CB radio was a revolutionary invention. Now, just about anyone could have easy communication with someone else, usually situated no more than a few miles away. Despite that, CB radio didn’t exactly catch on at first. As Ellis County React Emergency Radio Communications writes, the Citizens Radio Corporation sold over 100,000 radios in the early days, mostly to farmers and the Coast Guard. Other buyers of CB radios included enthusiasts looking for an alternative to traditional amateur radio. By the 1960s, a large number of tradesmen and truckers had also adopted CB radios for short-range communications.

The ascension of CB radio was hampered in its early years by the high cost of radio equipment and the relatively low range of early units. CB radio operators also needed to have a license in the early days, though that’s not the case anymore.

Trucking And A Little Rebellion

Convoi 1978 01 G
United Artists

The meteoric rise of the CB radio happened in the 1970s, and most of what made CB popular actually had nothing to do with the radio format itself.

The 1970s often come up in discussions about major forks in automotive history.
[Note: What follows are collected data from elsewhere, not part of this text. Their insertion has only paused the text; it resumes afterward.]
use rand::rngs::StdRng;
use rand::seq::SliceRandom;
use rand::{Rng, SeedableRng};
use sudoku_chaining::chaining::{ChainingRule, LinkGraph, LinkKind, LinkOption, Node, NodeKind};
use sudoku_chaining::strategy::{ConclusionKind, Justification, SolverConfig, Strategy, StrategySolver};
use std::time::{Duration, Instant};
use sudoku_chaining::{Cell, CellState, Digit, Grid, House, Set};

const SUDOKUS: &str = include_str!("../sudokus/Lines/chaining_sudokus.txt");

fn read_grids(sudokus_str: &str) -> Vec<Grid> {
    sudokus_str
        .lines()
        .map(|line| Grid::from_str_line(line).unwrap_or_else(|err| panic!("{:?}", err)))
        .collect()
}

///////////////////////////////////////////////////////////////////////////////////////////////
//                           Backtracking solver, only for checking
///////////////////////////////////////////////////////////////////////////////////////////////

fn fits(cells: &[u8; 81], cell: usize, digit: u8) -> bool {
    let (row, col) = (cell / 9, cell % 9);
    let (block_row, block_col) = (row / 3 * 3, col / 3 * 3);
    (0..9).all(|i| {
        cells[row * 9 + i] != digit
            && cells[i * 9 + col] != digit
            && cells[(block_row + i / 3) * 9 + block_col + i % 3] != digit
    })
}

fn backtrack(cells: &mut [u8; 81]) -> bool {
    // cell with the fewest options first
    let mut best: Option<(usize, Vec<u8>)> = None;
    for cell in (0..81).filter(|&cell| cells[cell] == 0) {
        let options: Vec<u8> = (1..=9).filter(|&digit| fits(cells, cell, digit)).collect();
        if best.as_ref().map_or(true, |(_, best)| options.len() < best.len()) {
            best = Some((cell, options));
        }
    }
    let (cell, options) = match best {
        Some(best) => best,
        None => return true,
    };
    for digit in options {
        cells[cell] = digit;
        if backtrack(cells) {
            return true;
        }
    }
    cells[cell] = 0;
    false
}

fn solve(grid: &Grid) -> [u8; 81] {
    let mut cells = [0; 81];
    for (cell, state) in grid.cell_states().iter().enumerate() {
        if let Some(digit) = state.digit() {
            cells[cell] = digit.get();
        }
    }
    assert!(backtrack(&mut cells), "unsolvable test sudoku");
    cells
}

// Fills a random share of the empty cells with their solution and recomputes the candidates.
fn midgame(grid: &Grid, solution: &[u8; 81], rng: &mut StdRng) -> Grid {
    let mut states = grid.cell_states();
    for cell in 0..81 {
        if states[cell].is_empty() && rng.gen_bool(0.45) {
            states[cell] = CellState::Modifiable(Digit::new(solution[cell]));
        }
    }
    let entered = states;
    for cell in Cell::all() {
        if entered[cell.as_index()].is_empty() {
            let blocked: Set<Digit> = cell
                .peers()
                .into_iter()
                .filter_map(|peer| entered[peer.as_index()].digit())
                .collect();
            states[cell.as_index()] = CellState::Candidates(!blocked);
        }
    }
    Grid::from_cell_states(states)
}

fn is_true(node: &Node, solution: &[u8; 81]) -> bool {
    let holds = |cell: Cell, digit: Digit| solution[cell.as_index()] == digit.get();
    match node.kind() {
        NodeKind::Candidates => node.candidates().iter().any(|c| holds(c.cell, c.digit)),
        NodeKind::FishBody { base, cover } => {
            let digit = node.digit().expect("fish of one digit");
            base.cells()
                .into_iter()
                .filter(|&cell| holds(cell, digit))
                .all(|cell| cover.cells().contains(cell))
        }
    }
}

fn check_steps(grid: &Grid, solution: &[u8; 81], config: SolverConfig, strategies: &[Strategy]) -> usize {
    let max_loop_length = config.max_loop_length();
    let mut solver = StrategySolver::from_grid(grid.clone()).with_config(config);
    let steps = solver
        .find_all(strategies)
        .unwrap_or_else(|err| panic!("{} in\n{}", err, grid));
    for step in &steps {
        for conclusion in step.conclusions() {
            let candidate = conclusion.candidate;
            let is_solution = solution[candidate.cell.as_index()] == candidate.digit.get();
            match conclusion.kind {
                ConclusionKind::Assignment => assert!(is_solution, "{:?} wrongly assigns {:?}", step, candidate),
                ConclusionKind::Elimination => assert!(!is_solution, "{:?} wrongly eliminates {:?}", step, candidate),
            }
            assert!(grid.has_candidate(candidate));
        }
        if let Justification::Loop(found) = step.justification() {
            assert!(found.is_valid(), "{:?}", found);
            assert!(found.len() <= max_loop_length);
        }
    }
    steps.len()
}

///////////////////////////////////////////////////////////////////////////////////////////////

#[test]
fn links_agree_with_solution() {
    let mut rng = StdRng::seed_from_u64(7);
    for grid in read_grids(SUDOKUS) {
        let solution = solve(&grid);
        let grid = midgame(&grid, &solution, &mut rng);
        let graph = LinkGraph::build(&grid, ChainingRule::ALL, LinkOption::Intersection);
        for link in graph.links() {
            let (a, b) = (is_true(&link.first(), &solution), is_true(&link.second(), &solution));
            match link.kind() {
                LinkKind::Strong => assert!(a || b, "both ends of {:?} are false", link),
                LinkKind::Weak => assert!(!(a && b), "both ends of {:?} are true", link),
            }
        }
    }
}

#[test]
fn chain_conclusions_agree_with_solution() {
    let mut rng = StdRng::seed_from_u64(11);
    let config = SolverConfig::default()
        .with_rules(&[ChainingRule::DigitChain, ChainingRule::CellChain, ChainingRule::LockedCandidates])
        .with_max_chain_length(10);
    let mut found = 0;
    for grid in read_grids(SUDOKUS) {
        let solution = solve(&grid);
        let grid = midgame(&grid, &solution, &mut rng);
        found += check_steps(&grid, &solution, config.clone(), &[Strategy::AlternatingInferenceChains]);
    }
    assert!(found > 0);
}

#[test]
fn pattern_chain_conclusions_agree_with_solution() {
    let mut rng = StdRng::seed_from_u64(13);
    let config = SolverConfig::default().with_max_chain_length(8);
    for grid in read_grids(SUDOKUS) {
        let solution = solve(&grid);
        for _ in 0..2 {
            let grid = midgame(&grid, &solution, &mut rng);
            check_steps(&grid, &solution, config.clone(), &[Strategy::AlternatingInferenceChains]);
        }
    }
}

#[test]
fn loop_and_rectangle_conclusions_agree_with_solution() {
    let mut rng = StdRng::seed_from_u64(17);
    let config = SolverConfig::default().with_max_loop_length(9);
    let strategies = [
        Strategy::UniqueRectangles,
        Strategy::AvoidableRectangles,
        Strategy::BivalueOddagon,
        Strategy::Guardian,
    ];
    for grid in read_grids(SUDOKUS) {
        let solution = solve(&grid);
        for _ in 0..3 {
            let grid = midgame(&grid, &solution, &mut rng);
            check_steps(&grid, &solution, config.clone(), &strategies);
        }
    }
}

#[test]
fn digit_chain_strong_links_are_conjugate_pairs() {
    for grid in read_grids(SUDOKUS) {
        let graph = LinkGraph::build(&grid, &[ChainingRule::DigitChain], LinkOption::Intersection);
        for link in graph.links().iter().filter(|link| link.kind() == LinkKind::Strong) {
            let digit = link.first().digit().expect("single digit");
            let cells = link.first().cells() | link.second().cells();
            let is_pair = House::all().any(|house| grid.house_digit_cells(house, digit) == cells);
            assert!(is_pair, "{:?}", link);
        }
    }
}

#[test]
fn graph_does_not_depend_on_rule_order() {
    let mut rng = StdRng::seed_from_u64(3);
    let grids = read_grids(SUDOKUS);
    let grid = &grids[3];
    let expected = LinkGraph::build(grid, ChainingRule::ALL, LinkOption::Intersection);
    for _ in 0..4 {
        let mut rules = ChainingRule::ALL.to_vec();
        rules.shuffle(&mut rng);
        let graph = LinkGraph::build(grid, &rules, LinkOption::Intersection);
        assert_eq!(graph.links(), expected.links(), "{:?}", rules);
    }
}

#[test]
fn searches_are_deterministic() {
    let mut rng = StdRng::seed_from_u64(5);
    let grids = read_grids(SUDOKUS);
    let solution = solve(&grids[0]);
    let grid = midgame(&grids[0], &solution, &mut rng);
    let config = SolverConfig::default().with_max_loop_length(9).with_max_chain_length(8);
    let run = || {
        StrategySolver::from_grid(grid.clone())
            .with_config(config.clone())
            .find_all(Strategy::ALL)
    };
    assert_eq!(run(), run());
}

#[test]
fn find_first_returns_a_listed_step() {
    let grids = read_grids(SUDOKUS);
    let config = SolverConfig::default().with_max_chain_length(8).with_max_loop_length(9);
    let mut solver = StrategySolver::from_grid(grids[3].clone()).with_config(config);
    let strategies = [Strategy::AlternatingInferenceChains];
    let first = solver.find_first(&strategies).unwrap().expect("a chain");
    let all = solver.find_all(&strategies).unwrap();
    assert!(all.contains(&first));
}

#[test]
fn parse_candidate_grid() {
    let mut rng = StdRng::seed_from_u64(19);
    let mut single_candidates = 0;
    for grid in read_grids(SUDOKUS) {
        let solution = solve(&grid);
        for grid in vec![grid.clone(), midgame(&grid, &solution, &mut rng)] {
            single_candidates += grid
                .empty_cells()
                .into_iter()
                .filter(|&cell| grid.candidates(cell).len() == 1)
                .count();
            let printed = grid.to_string();
            assert_eq!(Grid::from_candidates_str(&printed), Ok(grid));
        }
    }
    assert!(single_candidates > 0);
}

// Runs on the unaltered puzzles with everything enabled and the default limits.

#[test]
fn default_link_graph_stays_small() {
    for grid in read_grids(SUDOKUS) {
        let start = Instant::now();
        let graph = LinkGraph::build(&grid, ChainingRule::ALL, SolverConfig::default().link_option());
        assert!(graph.links().len() < 60_000, "{} links", graph.links().len());
        assert!(graph.node_count() < 6_000, "{} nodes", graph.node_count());
        assert!(start.elapsed() < Duration::from_secs(30), "{:?}", start.elapsed());
    }
}

#[test]
fn default_config_finds_first_step() {
    let grids = read_grids(SUDOKUS);
    let start = Instant::now();
    let mut solver = StrategySolver::from_grid(grids[0].clone());
    let first = solver.find_first(Strategy::ALL).unwrap();
    assert!(start.elapsed() < Duration::from_secs(60), "{:?}", start.elapsed());
    if let Some(step) = first {
        let solution = solve(&grids[0]);
        for conclusion in step.conclusions() {
            let is_solution = solution[conclusion.candidate.cell.as_index()] == conclusion.candidate.digit.get();
            assert_eq!(is_solution, conclusion.kind == ConclusionKind::Assignment, "{:?}", step);
        }
    }
}

#[test]
fn default_config_conclusions_agree_with_solution() {
    for grid in read_grids(SUDOKUS).into_iter().take(2) {
        let solution = solve(&grid);
        let start = Instant::now();
        check_steps(&grid, &solution, SolverConfig::default(), Strategy::ALL);
        assert!(start.elapsed() < Duration::from_secs(300), "{:?}", start.elapsed());
    }
}

#[test]
#[should_panic]
fn wrong_length() {
    Grid::from_str_line("...2...633....54.1..1..398........9....538....3........263..5..5.37....847...1..").unwrap();
}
By now, just about every car enthusiast can tell you that the United States was hammered by multiple oil crises in the decade in addition to fuel shortages, changing emissions regulations, and what we now call the ‘Malaise Era.’ But it wasn’t all emissions equipment-choked V8s, goofy [Editor’s Note: But effective! – JT] bumpers, and aggressive downsizing. America was also going through a deep trough thanks to a weakened economy, double-digit unemployment, the Vietnam War, and the Watergate scandal. You couldn’t even drive fast because of the then-new nationwide 55 mile per hour speed limit. Two nickels, that’s all you got.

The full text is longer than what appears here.